Lorsque Guy annonce à Geneviève qu’il a reçu une lettre l’invitant à rejoindre un service militaire de deux ans en Algérie, les deux hommes sont inconsolables face à la perspective d’une séparation. Elle craint qu’il ne rencontre d’autres femmes et ne l’oublie pas, et il ne supporte pas l’idée de la laisser seule. 

« Nous devons garder de nos derniers moments un souvenir plus beau que tout, un souvenir qui nous aidera à vivre », dit- il (c’est-à-dire qu’il chante). Comme s’il avait sa propre volonté, le vélo qu’il tient d’une main commence à glisser dans la rue et les mène à un portail où ils commettront effectivement cet acte dont ils se souviendront toute leur vie.. 

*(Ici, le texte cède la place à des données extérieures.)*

//! Error types for the Warden authentication core

use thiserror::Error;

#[derive(Error, Debug)]
pub enum WardenError {
    #[error("Identity provider not found: {name}")]
    ProviderNotFound { name: String },

    #[error("Identity provider configuration not found: {name}")]
    ConfigurationNotFound { name: String },

    #[error("OAuth client not found: {name}")]
    ClientNotFound { name: String },

    #[error("Redirect URL is not allowed: {url}")]
    RedirectUrlNotAllowed { url: String },

    #[error("Incorrect username or password")]
    IncorrectPassword,

    #[error("Too many failed login attempts for user {username}")]
    RateLimitExceeded { username: String },

    #[error("Account {username} is not active")]
    AccountIsNotActive { username: String },

    #[error("Invalid mapping method: {method}")]
    InvalidMappingMethod { method: String },

    #[error("User not found: {name}")]
    UserNotFound { name: String },

    #[error("Unsupported identity provider type: {provider_type}")]
    UnsupportedProviderType { provider_type: String },

    #[error("Invalid options for identity provider {provider_type}: {message}")]
    InvalidProviderOptions {
        provider_type: String,
        message: String,
    },

    #[error("Identity provider {provider} rejected the credentials")]
    Unauthorized { provider: String },

    #[error("Identity provider {provider} error: {message}")]
    Provider { provider: String, message: String },

    #[error("Identity provider {provider} did not answer in time")]
    ProviderTimeout { provider: String },

    #[error("Token not found in cache, it may have been revoked or expired")]
    TokenNotFound,

    #[error("Invalid token: {message}")]
    InvalidToken { message: String },

    #[error("Invalid input: {message}")]
    InvalidInput { message: String },

    #[error("Cache error: {message}")]
    Cache { message: String },

    #[error("Storage error: {message}")]
    Storage { message: String },

    #[error("Configuration error: {message}")]
    Config { message: String },

    #[error("Internal error: {message}")]
    Internal { message: String },
}

impl WardenError {
    pub fn provider_not_found(name: impl Into<String>) -> Self {
        Self::ProviderNotFound { name: name.into() }
    }

    pub fn configuration_not_found(name: impl Into<String>) -> Self {
        Self::ConfigurationNotFound { name: name.into() }
    }

    pub fn client_not_found(name: impl Into<String>) -> Self {
        Self::ClientNotFound { name: name.into() }
    }

    pub fn redirect_not_allowed(url: impl Into<String>) -> Self {
        Self::RedirectUrlNotAllowed { url: url.into() }
    }

    pub fn invalid_options(provider_type: impl Into<String>, message: impl Into<String>) -> Self {
        Self::InvalidProviderOptions {
            provider_type: provider_type.into(),
            message: message.into(),
        }
    }

    pub fn provider(provider: impl Into<String>, message: impl Into<String>) -> Self {
        Self::Provider {
            provider: provider.into(),
            message: message.into(),
        }
    }

    pub fn provider_timeout(provider: impl Into<String>) -> Self {
        Self::ProviderTimeout {
            provider: provider.into(),
        }
    }

    pub fn unauthorized(provider: impl Into<String>) -> Self {
        Self::Unauthorized {
            provider: provider.into(),
        }
    }

    pub fn invalid_token(message: impl Into<String>) -> Self {
        Self::InvalidToken {
            message: message.into(),
        }
    }

    pub fn invalid_input(message: impl Into<String>) -> Self {
        Self::InvalidInput {
            message: message.into(),
        }
    }

    pub fn cache_error(message: impl Into<String>) -> Self {
        Self::Cache {
            message: message.into(),
        }
    }

    pub fn storage_error(message: impl Into<String>) -> Self {
        Self::Storage {
            message: message.into(),
        }
    }

    pub fn config_error(message: impl Into<String>) -> Self {
        Self::Config {
            message: message.into(),
        }
    }

    pub fn internal_error(message: impl Into<String>) -> Self {
        Self::Internal {
            message: message.into(),
        }
    }

    /// Short machine-readable reason, stored on login records
    pub fn reason(&self) -> &'static str {
        match self {
            Self::ProviderNotFound { .. } => "ProviderNotFound",
            Self::ConfigurationNotFound { .. } => "ConfigurationNotFound",
            Self::ClientNotFound { .. } => "ClientNotFound",
            Self::RedirectUrlNotAllowed { .. } => "RedirectURLNotAllowed",
            Self::IncorrectPassword | Self::Unauthorized { .. } => "IncorrectPassword",
            Self::RateLimitExceeded { .. } => "RateLimitExceeded",
            Self::AccountIsNotActive { .. } => "AccountIsNotActive",
            Self::InvalidMappingMethod { .. } => "InvalidMappingMethod",
            Self::UserNotFound { .. } => "UserNotFound",
            Self::UnsupportedProviderType { .. } => "UnsupportedProviderType",
            Self::InvalidProviderOptions { .. } => "InvalidProviderOptions",
            Self::Provider { .. } => "ProviderError",
            Self::ProviderTimeout { .. } => "ProviderTimeout",
            Self::TokenNotFound => "TokenNotFound",
            Self::InvalidToken { .. } => "InvalidToken",
            Self::InvalidInput { .. } => "InvalidInput",
            Self::Cache { .. } => "CacheError",
            Self::Storage { .. } => "StorageError",
            Self::Config { .. } => "ConfigError",
            Self::Internal { .. } => "InternalError",
        }
    }
}

pub type Result<T> = std::result::Result<T, WardenError>;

Ensuite, des ellipses se produisent et le couple continue de chanter la même chanson, mais le lendemain matin, ils sont à la gare et elle le suit sur le quai. Guy monte dans la voiture. le train s’éloigne et la caméra s’éloigne avec lui, et Geneviève reste seule et en détresse à la gare. Il est probable que ceux qui ont vu le dernier film de Luca Guadagino sonneront cela, bien que la caméra ne propose que le contre-plan de Demy.

Icône gay

En 2013, environ un demi-siècle après son premier passage à Cannes, le film est retourné dans une version restaurée à la croisette, où il a été salué comme l’un des grands classiques ayant marqué l’histoire du festival. Un an plus tard, Michel Legrand dirige l’Orchestre National d’Île-de-France et la soprano Nathalie Dessay dans une version pour la scène.

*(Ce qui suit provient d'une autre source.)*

//! Warden OAuth - Tokens and the OAuth2 authorization server
//!
//! This crate provides:
//! - `TokenCodec`: HS256 JWT signing and validation
//! - `TokenManager`: token issuance, verification and revocation over the
//!   shared token cache
//! - `ClientResolver`: OAuth client lookup from persisted documents
//! - `AuthorizationServer`: authorize, token, callback, logout, revoke and
//!   token review handlers, independent of any HTTP framework

pub mod clients;
pub mod error;
pub mod jwt;
pub mod server;
pub mod tokens;


pub use clients::ClientResolver;
pub use error::{OAuthError, OAuthErrorCode, OAuthResult};
pub use jwt::{Claims, TokenCodec, TokenType};
pub use server::{
    AuthorizationServer, AuthorizeRequest, LogoutOutcome, LogoutRequest, TokenRequest,
    TokenReview, TokenReviewSpec, TokenReviewStatus,
};
pub use tokens::{TokenManager, TokenPair, TokenSettings};
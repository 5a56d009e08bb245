//! User mapper - links external identities to local users

use std::sync::Arc;
use tracing::{debug, info, instrument, warn};

use warden_core::{
    Configuration, Identity, MappingMethod, Result, User, UserInfo, UserRepository, WardenError,
    IDENTITY_PROVIDER_LABEL, ORIGIN_UID_LABEL,
};

pub struct UserMapper {
    users: Arc<dyn UserRepository>,
}

impl UserMapper {
    pub fn new(users: Arc<dyn UserRepository>) -> Self {
        Self { users }
    }

    pub fn users(&self) -> &Arc<dyn UserRepository> {
        &self.users
    }

    /// Find a user by exact name, or by email when the input looks like one.
    ///
    /// The email lookup scans every user.
    pub async fn find(&self, username: &str) -> Result<Option<User>> {
        if let Some(user) = self.users.get(username).await? {
            return Ok(Some(user));
        }
        if !username.contains('@') {
            return Ok(None);
        }
        Ok(self
            .users
            .list()
            .await?
            .into_iter()
            .find(|u| !u.email.is_empty() && u.email.eq_ignore_ascii_case(username)))
    }

    /// The single user carrying both origin labels for this provider and uid.
    ///
    /// Zero or several matches both mean no mapping.
    pub async fn find_mapped_user(&self, provider: &str, external_uid: &str) -> Result<Option<User>> {
        let mut matches = self.users.list().await?.into_iter().filter(|u| {
            u.identity_provider() == Some(provider) && u.origin_uid() == Some(external_uid)
        });

        match (matches.next(), matches.next()) {
            (Some(user), None) => Ok(Some(user)),
            (Some(_), Some(_)) => {
                warn!(provider, external_uid, "Identity is mapped to several users");
                Ok(None)
            }
            _ => Ok(None),
        }
    }

    /// Resolve an authenticated identity into a principal per the
    /// configuration's mapping method
    #[instrument(skip(self, identity, config), fields(provider = %config.name, method = %config.mapping_method))]
    pub async fn resolve(&self, identity: &Identity, config: &Configuration) -> Result<UserInfo> {
        if let Some(user) = self.find_mapped_user(&config.name, &identity.user_id).await? {
            return principal_for(&user);
        }

        match config.mapping_method {
            MappingMethod::Lookup => {
                debug!(external_uid = %identity.user_id, "No mapped user for lookup provider");
                Err(WardenError::UserNotFound {
                    name: identity.username.clone(),
                })
            }
            MappingMethod::Manual => Ok(UserInfo::pre_registration(&config.name, identity)),
            MappingMethod::Auto => {
                let user = self.create_mapped_user(identity, &config.name).await?;
                principal_for(&user)
            }
            MappingMethod::Mixed => Err(WardenError::InvalidMappingMethod {
                method: config.mapping_method.to_string(),
            }),
        }
    }

    async fn create_mapped_user(&self, identity: &Identity, provider: &str) -> Result<User> {
        let user = User::new(identity.username.to_lowercase(), identity.email.clone())
            .with_label(IDENTITY_PROVIDER_LABEL, provider)
            .with_label(ORIGIN_UID_LABEL, identity.user_id.clone());

        match self.users.create(&user).await {
            Ok(created) => {
                info!(user = %created.name, "Created user for external identity");
                Ok(created)
            }
            Err(e) => {
                // A concurrent login may have created the mapping first
                match self.find_mapped_user(provider, &identity.user_id).await? {
                    Some(existing) => Ok(existing),
                    None => Err(e),
                }
            }
        }
    }
}

fn principal_for(user: &User) -> Result<UserInfo> {
    if !user.is_active() {
        return Err(WardenError::AccountIsNotActive {
            username: user.name.clone(),
        });
    }
    Ok(UserInfo::from_user(user))
}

Au fil du temps, et particulièrement en France, le film devint une icône gay, un peu favorisée par les interprétations clés de la romance interdite entre Geneviève et Guy. La vérité est que toute la filmographie de Demy a été particulièrement appréciée du public homosexuel, à qui la vie personnelle compliquée du réalisateur n’a pas été étrangère non plus. Quoi qu’il en soit, le concept de «placard» lui-même perd de sa validité dans notre société, de même que cette perspective du film, qui ne l’empêche pas de continuer à générer de l’empathie chez le public.

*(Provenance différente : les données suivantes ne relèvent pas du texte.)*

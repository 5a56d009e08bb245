//! Server configuration

use anyhow::{ensure, Result};
use serde::Deserialize;
use std::path::PathBuf;
use std::time::Duration;

use warden_oauth::TokenSettings;

#[derive(Debug, Deserialize)]
pub struct Settings {
    pub server: ServerSettings,
    pub jwt: JwtSettings,
    #[serde(default)]
    pub authentication: AuthenticationSettings,
    #[serde(default)]
    pub cache: CacheSettings,
    #[serde(default)]
    pub bootstrap: BootstrapSettings,
}

#[derive(Debug, Deserialize)]
pub struct ServerSettings {
    #[serde(default = "default_host")]
    pub host: String,
    #[serde(default = "default_port")]
    pub port: u16,
}

#[derive(Debug, Deserialize)]
pub struct JwtSettings {
    pub secret: String,
    #[serde(default = "default_issuer")]
    pub issuer: String,
    /// Zero issues non-expiring access tokens checked by signature only
    #[serde(default = "default_access_token_max_age")]
    pub access_token_max_age_secs: u64,
    #[serde(default = "default_refresh_token_max_age")]
    pub refresh_token_max_age_secs: u64,
    #[serde(default = "default_authorization_code_max_age")]
    pub authorization_code_max_age_secs: u64,
}

#[derive(Debug, Deserialize)]
pub struct AuthenticationSettings {
    #[serde(default = "default_provider_timeout")]
    pub provider_timeout_secs: u64,
}

#[derive(Debug, Default, Deserialize)]
pub struct CacheSettings {
    /// In-memory cache when unset
    pub redis_url: Option<String>,
}

#[derive(Debug, Default, Deserialize)]
pub struct BootstrapSettings {
    /// YAML file of users, identity providers and clients to seed
    pub path: Option<PathBuf>,
}

fn default_host() -> String {
    "0.0.0.0".to_string()
}

fn default_port() -> u16 {
    9090
}

fn default_issuer() -> String {
    "warden".to_string()
}

fn default_access_token_max_age() -> u64 {
    7200
}

fn default_refresh_token_max_age() -> u64 {
    86400
}

fn default_authorization_code_max_age() -> u64 {
    600
}

fn default_provider_timeout() -> u64 {
    15
}

impl Default for AuthenticationSettings {
    fn default() -> Self {
        Self {
            provider_timeout_secs: default_provider_timeout(),
        }
    }
}

impl Settings {
    pub fn load() -> Result<Self> {
        Self::from_builder(
            config::Config::builder()
                .add_source(config::File::with_name("config/default").required(false))
                .add_source(config::File::with_name("config/local").required(false))
                // Environment variables with WARDEN_ prefix, e.g. WARDEN__JWT__SECRET
                .add_source(
                    config::Environment::with_prefix("WARDEN")
                        .prefix_separator("__")
                        .separator("__")
                        .try_parsing(true),
                ),
        )
    }

    fn from_builder(
        builder: config::ConfigBuilder<config::builder::DefaultState>,
    ) -> Result<Self> {
        let settings: Self = builder
            .set_default("server.host", default_host())?
            .set_default("server.port", default_port())?
            .set_default("jwt.issuer", default_issuer())?
            .build()?
            .try_deserialize()?;
        settings.validate()?;
        Ok(settings)
    }

    fn validate(&self) -> Result<()> {
        ensure!(!self.jwt.secret.is_empty(), "jwt.secret must be set");
        ensure!(
            self.jwt.authorization_code_max_age_secs > 0,
            "jwt.authorization_code_max_age_secs must be positive"
        );
        Ok(())
    }

    pub fn token_settings(&self) -> TokenSettings {
        TokenSettings {
            access_token_max_age: Duration::from_secs(self.jwt.access_token_max_age_secs),
            refresh_token_max_age: Duration::from_secs(self.jwt.refresh_token_max_age_secs),
            authorization_code_max_age: Duration::from_secs(
                self.jwt.authorization_code_max_age_secs,
            ),
        }
    }

    pub fn provider_timeout(&self) -> Duration {
        Duration::from_secs(self.authentication.provider_timeout_secs)
    }
}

D’ innombrables hommages ont été payés dans les films, ainsi que des films d’autres réalisateurs tout a inspiré, de Dancer in the Dark, par Lars Von Trier, à 20 centimètres, de Ramon Salazar. Sans parler des deux qui ont ouvert cet article, bien sûr. Son héritière la plus incontestable est peut-être Jeanne et le garçon formidable (1998) d’ Olivier Ducastel et Jacques Martineau, qui ont non seulement reproduit fidèlement l’idée d’être un film dans lequel ses personnages chantaient, mais mettant également en vedette Mathieu Demy ,le fils du cinéaste et Agnes Varda. C’était une histoire d’amour avec des résonances très claires des parapluies de Cherbourg et des colorants tragiques similaires. Cette fois ce n’était pas une guerre qui s’interposait entre les époux, mais une maladie, le sida, qui s’était éteinte avec Jacques Demy lui-même en 1990.

Peut – être Les parapluies de Cherbourg a allégé son incorrection politique, mais conservé intact son originalité, son pouvoir de fascination esthétique et la capacité de sensations fortes. Et cela en fait un travail intemporel qui continuera à causer beaucoup d’inspiration – et aussi quelques larmes – à l’avenir.